Collection entries:

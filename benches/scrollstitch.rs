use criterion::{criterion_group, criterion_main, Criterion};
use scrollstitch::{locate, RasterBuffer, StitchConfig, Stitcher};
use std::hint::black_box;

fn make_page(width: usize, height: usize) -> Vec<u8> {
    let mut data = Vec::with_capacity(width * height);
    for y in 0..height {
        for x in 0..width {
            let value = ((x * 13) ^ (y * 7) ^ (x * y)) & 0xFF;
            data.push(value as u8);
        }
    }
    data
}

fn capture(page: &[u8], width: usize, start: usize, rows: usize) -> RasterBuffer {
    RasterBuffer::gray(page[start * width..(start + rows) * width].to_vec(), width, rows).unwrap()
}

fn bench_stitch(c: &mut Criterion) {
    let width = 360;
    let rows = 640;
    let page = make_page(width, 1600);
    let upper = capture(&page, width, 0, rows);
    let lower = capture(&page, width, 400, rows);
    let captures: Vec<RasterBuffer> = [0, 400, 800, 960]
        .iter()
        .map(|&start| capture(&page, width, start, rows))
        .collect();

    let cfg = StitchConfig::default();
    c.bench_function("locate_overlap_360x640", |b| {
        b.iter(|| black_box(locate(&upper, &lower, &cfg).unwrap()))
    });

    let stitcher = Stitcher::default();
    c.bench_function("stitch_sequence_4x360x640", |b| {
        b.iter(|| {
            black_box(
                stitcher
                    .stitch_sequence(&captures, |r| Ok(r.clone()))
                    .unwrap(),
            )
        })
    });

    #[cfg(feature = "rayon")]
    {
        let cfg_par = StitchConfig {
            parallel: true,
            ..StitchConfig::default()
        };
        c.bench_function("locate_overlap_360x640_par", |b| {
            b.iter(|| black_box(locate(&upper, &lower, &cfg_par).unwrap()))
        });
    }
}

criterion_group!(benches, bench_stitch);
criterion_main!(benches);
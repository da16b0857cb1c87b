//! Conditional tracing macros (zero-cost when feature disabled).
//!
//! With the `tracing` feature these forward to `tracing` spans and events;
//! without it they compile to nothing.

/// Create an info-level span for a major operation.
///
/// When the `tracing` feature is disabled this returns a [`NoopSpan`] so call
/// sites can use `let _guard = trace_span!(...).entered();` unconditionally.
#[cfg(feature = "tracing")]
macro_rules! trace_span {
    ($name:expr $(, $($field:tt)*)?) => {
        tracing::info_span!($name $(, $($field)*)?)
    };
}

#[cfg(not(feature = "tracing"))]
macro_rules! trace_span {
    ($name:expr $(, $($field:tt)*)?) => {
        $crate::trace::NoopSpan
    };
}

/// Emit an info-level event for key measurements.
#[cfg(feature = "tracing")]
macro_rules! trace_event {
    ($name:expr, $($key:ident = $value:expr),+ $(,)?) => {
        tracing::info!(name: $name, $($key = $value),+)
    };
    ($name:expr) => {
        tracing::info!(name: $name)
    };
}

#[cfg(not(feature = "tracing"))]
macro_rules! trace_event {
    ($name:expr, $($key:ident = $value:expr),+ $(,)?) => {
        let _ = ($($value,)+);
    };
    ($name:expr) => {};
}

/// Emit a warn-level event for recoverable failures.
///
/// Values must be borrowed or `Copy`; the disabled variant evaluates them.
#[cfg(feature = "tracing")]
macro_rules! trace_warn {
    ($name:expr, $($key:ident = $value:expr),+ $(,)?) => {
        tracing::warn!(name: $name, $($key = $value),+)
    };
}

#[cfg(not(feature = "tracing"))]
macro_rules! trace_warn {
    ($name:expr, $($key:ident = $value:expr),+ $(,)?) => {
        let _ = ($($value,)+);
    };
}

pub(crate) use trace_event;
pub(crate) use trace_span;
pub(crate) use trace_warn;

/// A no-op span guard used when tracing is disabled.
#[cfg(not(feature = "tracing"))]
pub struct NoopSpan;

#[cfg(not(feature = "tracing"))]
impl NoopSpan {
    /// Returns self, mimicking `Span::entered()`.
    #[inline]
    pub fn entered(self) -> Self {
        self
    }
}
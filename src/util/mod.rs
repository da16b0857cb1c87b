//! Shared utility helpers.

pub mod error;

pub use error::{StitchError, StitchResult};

--

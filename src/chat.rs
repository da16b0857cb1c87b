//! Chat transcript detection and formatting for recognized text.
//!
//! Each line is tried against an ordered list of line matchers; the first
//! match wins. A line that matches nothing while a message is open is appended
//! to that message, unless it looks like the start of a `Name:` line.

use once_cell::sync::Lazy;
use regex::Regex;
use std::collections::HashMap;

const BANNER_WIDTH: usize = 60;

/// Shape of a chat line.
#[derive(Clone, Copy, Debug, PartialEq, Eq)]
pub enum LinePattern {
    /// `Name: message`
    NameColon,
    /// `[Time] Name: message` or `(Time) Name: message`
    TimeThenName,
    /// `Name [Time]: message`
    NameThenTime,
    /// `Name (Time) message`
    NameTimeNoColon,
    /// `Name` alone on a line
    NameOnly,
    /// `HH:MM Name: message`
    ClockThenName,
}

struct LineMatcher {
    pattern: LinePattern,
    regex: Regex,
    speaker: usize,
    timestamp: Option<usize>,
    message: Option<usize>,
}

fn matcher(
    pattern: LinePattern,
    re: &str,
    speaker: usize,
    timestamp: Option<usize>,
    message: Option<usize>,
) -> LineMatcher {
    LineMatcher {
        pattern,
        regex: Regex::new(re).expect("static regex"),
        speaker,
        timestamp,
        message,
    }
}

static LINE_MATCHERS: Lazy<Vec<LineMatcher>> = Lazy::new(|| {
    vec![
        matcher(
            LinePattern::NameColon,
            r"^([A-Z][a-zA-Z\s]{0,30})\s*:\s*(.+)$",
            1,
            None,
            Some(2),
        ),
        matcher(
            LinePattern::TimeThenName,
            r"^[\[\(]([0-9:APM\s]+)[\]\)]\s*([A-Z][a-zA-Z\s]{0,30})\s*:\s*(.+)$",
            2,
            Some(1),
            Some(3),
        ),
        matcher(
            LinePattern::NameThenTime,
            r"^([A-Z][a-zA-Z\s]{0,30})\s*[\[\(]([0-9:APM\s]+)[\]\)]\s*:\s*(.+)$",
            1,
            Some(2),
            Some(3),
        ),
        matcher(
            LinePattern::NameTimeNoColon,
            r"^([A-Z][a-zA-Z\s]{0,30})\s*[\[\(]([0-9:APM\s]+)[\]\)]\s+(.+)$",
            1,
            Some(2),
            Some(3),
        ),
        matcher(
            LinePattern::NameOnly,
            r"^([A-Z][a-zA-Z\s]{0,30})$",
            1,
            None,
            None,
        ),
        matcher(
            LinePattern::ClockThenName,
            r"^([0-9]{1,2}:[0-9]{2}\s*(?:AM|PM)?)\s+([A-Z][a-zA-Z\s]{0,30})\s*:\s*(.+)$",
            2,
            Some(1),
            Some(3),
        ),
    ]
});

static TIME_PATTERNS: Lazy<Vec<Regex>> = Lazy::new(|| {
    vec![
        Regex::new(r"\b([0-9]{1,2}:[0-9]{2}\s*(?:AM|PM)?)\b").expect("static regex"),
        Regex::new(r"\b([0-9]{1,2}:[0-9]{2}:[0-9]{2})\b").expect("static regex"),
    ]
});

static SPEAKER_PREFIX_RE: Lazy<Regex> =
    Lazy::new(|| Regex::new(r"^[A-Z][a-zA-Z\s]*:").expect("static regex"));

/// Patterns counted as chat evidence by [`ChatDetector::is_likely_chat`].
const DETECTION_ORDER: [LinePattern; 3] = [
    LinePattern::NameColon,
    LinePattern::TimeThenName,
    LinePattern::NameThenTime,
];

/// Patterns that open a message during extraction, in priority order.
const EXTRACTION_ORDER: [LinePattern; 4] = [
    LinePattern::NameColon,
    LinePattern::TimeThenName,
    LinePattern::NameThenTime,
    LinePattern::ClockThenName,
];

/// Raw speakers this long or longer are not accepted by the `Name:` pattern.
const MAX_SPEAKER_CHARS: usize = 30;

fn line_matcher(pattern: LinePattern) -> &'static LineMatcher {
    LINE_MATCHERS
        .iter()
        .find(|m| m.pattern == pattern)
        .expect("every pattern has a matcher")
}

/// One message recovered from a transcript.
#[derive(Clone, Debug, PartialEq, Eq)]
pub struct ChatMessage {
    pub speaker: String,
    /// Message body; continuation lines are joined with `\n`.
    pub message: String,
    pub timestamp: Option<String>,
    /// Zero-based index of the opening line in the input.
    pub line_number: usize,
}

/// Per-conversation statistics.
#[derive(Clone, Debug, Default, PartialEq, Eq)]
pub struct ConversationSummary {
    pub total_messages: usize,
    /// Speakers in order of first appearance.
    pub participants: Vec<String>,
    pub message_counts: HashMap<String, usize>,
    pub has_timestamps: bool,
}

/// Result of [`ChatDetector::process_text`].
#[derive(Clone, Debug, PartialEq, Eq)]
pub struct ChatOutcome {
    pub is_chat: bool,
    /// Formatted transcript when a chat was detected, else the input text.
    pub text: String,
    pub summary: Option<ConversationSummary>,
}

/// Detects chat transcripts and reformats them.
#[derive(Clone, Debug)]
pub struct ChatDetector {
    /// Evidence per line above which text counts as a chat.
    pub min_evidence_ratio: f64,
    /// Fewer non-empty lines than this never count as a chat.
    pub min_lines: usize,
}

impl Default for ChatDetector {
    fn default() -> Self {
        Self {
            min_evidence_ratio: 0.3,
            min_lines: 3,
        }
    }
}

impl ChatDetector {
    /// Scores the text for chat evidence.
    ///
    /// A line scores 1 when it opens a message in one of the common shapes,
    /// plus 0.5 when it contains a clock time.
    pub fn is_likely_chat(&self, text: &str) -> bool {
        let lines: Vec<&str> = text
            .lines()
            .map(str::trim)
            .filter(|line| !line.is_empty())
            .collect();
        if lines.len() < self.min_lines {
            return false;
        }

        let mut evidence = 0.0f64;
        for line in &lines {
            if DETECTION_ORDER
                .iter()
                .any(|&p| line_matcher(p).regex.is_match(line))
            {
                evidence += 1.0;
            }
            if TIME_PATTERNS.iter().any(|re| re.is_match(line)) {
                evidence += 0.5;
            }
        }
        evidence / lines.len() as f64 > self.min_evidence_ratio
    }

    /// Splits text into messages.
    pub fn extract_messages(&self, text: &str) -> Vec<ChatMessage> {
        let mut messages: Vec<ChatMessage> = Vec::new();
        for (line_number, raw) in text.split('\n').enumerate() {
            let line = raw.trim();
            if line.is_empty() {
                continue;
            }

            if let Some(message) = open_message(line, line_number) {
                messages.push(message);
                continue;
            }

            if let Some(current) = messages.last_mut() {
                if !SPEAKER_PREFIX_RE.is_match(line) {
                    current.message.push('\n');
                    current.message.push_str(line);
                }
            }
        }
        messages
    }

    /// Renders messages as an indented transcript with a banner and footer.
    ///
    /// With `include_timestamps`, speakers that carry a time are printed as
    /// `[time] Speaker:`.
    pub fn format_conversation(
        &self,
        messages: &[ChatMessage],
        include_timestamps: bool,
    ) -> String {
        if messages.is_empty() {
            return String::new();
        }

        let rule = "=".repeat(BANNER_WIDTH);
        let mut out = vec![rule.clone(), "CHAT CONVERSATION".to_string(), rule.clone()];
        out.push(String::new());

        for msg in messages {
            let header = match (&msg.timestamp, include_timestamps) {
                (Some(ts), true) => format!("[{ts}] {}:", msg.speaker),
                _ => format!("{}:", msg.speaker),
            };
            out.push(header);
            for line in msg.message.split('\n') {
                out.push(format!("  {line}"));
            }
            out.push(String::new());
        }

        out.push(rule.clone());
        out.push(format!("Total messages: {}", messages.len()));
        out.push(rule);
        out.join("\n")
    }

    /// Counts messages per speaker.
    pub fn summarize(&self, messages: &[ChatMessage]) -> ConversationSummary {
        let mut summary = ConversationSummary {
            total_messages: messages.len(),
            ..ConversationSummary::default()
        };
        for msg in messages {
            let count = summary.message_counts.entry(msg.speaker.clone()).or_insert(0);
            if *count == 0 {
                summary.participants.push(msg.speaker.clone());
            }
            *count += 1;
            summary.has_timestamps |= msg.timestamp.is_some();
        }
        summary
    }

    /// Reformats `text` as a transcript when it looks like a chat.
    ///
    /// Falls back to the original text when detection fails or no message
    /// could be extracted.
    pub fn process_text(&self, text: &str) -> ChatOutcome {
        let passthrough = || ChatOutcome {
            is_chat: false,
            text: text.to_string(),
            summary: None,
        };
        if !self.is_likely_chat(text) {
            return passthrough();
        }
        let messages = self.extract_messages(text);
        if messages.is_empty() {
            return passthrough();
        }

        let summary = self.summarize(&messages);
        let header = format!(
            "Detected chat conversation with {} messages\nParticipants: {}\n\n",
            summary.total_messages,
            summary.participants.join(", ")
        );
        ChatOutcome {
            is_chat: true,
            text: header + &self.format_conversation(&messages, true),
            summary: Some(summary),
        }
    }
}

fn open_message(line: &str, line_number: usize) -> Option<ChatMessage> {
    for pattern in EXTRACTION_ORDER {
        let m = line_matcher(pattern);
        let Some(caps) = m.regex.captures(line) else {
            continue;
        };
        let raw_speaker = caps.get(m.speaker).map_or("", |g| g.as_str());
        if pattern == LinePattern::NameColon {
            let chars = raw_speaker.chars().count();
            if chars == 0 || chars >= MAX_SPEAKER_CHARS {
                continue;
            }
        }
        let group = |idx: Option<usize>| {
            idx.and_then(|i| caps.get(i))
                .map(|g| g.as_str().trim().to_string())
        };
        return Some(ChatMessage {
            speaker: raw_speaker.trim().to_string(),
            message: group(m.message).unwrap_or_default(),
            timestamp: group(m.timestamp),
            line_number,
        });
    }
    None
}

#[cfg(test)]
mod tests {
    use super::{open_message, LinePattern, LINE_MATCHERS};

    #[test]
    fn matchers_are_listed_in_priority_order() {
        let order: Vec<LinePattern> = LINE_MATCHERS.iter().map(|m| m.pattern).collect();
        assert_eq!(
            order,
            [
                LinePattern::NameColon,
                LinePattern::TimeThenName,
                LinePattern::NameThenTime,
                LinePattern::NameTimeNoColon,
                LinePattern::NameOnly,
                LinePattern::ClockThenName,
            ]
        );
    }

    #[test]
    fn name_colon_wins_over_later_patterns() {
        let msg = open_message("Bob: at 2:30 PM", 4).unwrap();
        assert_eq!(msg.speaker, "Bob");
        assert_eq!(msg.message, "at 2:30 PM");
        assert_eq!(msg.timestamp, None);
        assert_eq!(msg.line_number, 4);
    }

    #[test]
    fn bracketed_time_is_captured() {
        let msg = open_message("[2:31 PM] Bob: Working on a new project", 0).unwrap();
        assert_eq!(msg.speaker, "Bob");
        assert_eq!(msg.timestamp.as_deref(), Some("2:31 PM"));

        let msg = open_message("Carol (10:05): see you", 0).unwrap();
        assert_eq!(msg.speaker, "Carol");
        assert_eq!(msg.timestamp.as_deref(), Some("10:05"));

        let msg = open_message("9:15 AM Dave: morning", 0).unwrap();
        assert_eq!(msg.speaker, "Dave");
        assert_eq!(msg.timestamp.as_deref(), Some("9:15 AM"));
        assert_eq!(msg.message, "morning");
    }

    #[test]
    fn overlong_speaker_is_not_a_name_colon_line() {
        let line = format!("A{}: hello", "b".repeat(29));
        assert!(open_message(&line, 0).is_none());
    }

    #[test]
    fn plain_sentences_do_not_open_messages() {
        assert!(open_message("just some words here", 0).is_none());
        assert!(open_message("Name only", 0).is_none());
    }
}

---

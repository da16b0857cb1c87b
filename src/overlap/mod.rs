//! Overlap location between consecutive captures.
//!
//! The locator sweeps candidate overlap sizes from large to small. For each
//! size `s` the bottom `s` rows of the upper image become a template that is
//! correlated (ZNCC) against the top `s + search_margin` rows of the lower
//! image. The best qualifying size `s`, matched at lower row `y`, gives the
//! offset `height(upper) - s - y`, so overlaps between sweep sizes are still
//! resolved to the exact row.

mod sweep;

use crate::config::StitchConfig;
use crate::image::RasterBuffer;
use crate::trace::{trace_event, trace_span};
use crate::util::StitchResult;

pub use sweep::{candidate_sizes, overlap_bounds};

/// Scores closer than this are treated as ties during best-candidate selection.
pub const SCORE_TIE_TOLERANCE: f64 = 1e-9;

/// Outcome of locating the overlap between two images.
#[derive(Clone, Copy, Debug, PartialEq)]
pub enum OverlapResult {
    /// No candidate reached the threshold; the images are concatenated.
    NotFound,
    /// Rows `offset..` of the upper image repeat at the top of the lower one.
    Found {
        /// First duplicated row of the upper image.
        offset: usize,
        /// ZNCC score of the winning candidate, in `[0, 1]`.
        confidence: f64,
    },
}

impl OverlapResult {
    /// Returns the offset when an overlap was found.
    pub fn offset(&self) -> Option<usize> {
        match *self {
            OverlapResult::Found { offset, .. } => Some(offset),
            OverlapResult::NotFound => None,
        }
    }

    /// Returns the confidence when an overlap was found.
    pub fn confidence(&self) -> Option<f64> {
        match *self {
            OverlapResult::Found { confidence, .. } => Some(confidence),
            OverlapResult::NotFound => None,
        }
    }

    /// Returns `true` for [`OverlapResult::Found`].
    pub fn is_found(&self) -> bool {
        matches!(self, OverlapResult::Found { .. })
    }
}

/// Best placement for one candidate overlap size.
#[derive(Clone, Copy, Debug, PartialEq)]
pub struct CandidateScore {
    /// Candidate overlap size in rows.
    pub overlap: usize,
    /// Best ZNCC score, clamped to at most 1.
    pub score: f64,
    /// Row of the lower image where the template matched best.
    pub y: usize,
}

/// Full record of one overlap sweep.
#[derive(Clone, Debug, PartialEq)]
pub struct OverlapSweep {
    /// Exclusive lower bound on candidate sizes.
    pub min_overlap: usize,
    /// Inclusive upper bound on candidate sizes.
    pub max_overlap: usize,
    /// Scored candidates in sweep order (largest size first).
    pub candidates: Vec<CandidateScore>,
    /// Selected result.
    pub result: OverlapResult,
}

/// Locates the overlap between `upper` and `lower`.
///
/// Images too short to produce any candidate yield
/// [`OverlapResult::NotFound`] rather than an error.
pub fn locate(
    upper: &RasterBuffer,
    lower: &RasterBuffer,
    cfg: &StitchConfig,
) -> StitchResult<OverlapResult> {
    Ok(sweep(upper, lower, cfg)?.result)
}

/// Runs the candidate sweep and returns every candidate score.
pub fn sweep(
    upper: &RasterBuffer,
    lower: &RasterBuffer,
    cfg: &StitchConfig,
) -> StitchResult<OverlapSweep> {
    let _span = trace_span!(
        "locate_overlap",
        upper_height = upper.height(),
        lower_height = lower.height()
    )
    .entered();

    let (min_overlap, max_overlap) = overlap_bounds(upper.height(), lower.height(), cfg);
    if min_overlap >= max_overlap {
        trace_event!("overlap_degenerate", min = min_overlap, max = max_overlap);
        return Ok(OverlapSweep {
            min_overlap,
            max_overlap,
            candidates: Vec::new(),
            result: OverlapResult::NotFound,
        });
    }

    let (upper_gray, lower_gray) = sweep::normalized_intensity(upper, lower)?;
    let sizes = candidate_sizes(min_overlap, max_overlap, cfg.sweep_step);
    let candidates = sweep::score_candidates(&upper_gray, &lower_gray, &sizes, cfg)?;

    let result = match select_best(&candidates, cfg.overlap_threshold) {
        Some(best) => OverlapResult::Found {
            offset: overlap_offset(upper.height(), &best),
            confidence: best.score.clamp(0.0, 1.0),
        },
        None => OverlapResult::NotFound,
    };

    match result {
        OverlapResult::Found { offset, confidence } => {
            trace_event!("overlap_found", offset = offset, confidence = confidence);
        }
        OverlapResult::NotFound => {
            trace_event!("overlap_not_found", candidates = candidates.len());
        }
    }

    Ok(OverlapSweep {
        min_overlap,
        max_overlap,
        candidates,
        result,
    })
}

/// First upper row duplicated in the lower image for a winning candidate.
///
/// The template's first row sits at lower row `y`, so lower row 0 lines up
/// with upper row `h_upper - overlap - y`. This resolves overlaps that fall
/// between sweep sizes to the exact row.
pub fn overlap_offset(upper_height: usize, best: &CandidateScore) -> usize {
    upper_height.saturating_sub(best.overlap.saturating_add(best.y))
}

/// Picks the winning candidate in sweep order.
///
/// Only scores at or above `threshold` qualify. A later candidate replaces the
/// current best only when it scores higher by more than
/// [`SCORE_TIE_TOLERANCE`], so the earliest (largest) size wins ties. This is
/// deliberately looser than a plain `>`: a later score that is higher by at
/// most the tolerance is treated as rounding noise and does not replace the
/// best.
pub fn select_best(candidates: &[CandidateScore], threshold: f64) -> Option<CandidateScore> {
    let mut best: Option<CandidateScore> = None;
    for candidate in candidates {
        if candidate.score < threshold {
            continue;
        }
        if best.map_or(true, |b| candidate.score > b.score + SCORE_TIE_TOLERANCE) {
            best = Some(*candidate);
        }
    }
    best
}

**TO DO:** Whenever the word "crate" shows up in a line of the entries, list that line.

**WRITTEN REPLY:**
        $crate::trace::NoopSpan
pub(crate) use trace_event;
pub(crate) use trace_span;
pub(crate) use trace_warn;
use crate::config::StitchConfig;
use crate::image::RasterBuffer;
use crate::trace::{trace_event, trace_span};
use crate::util::StitchResult;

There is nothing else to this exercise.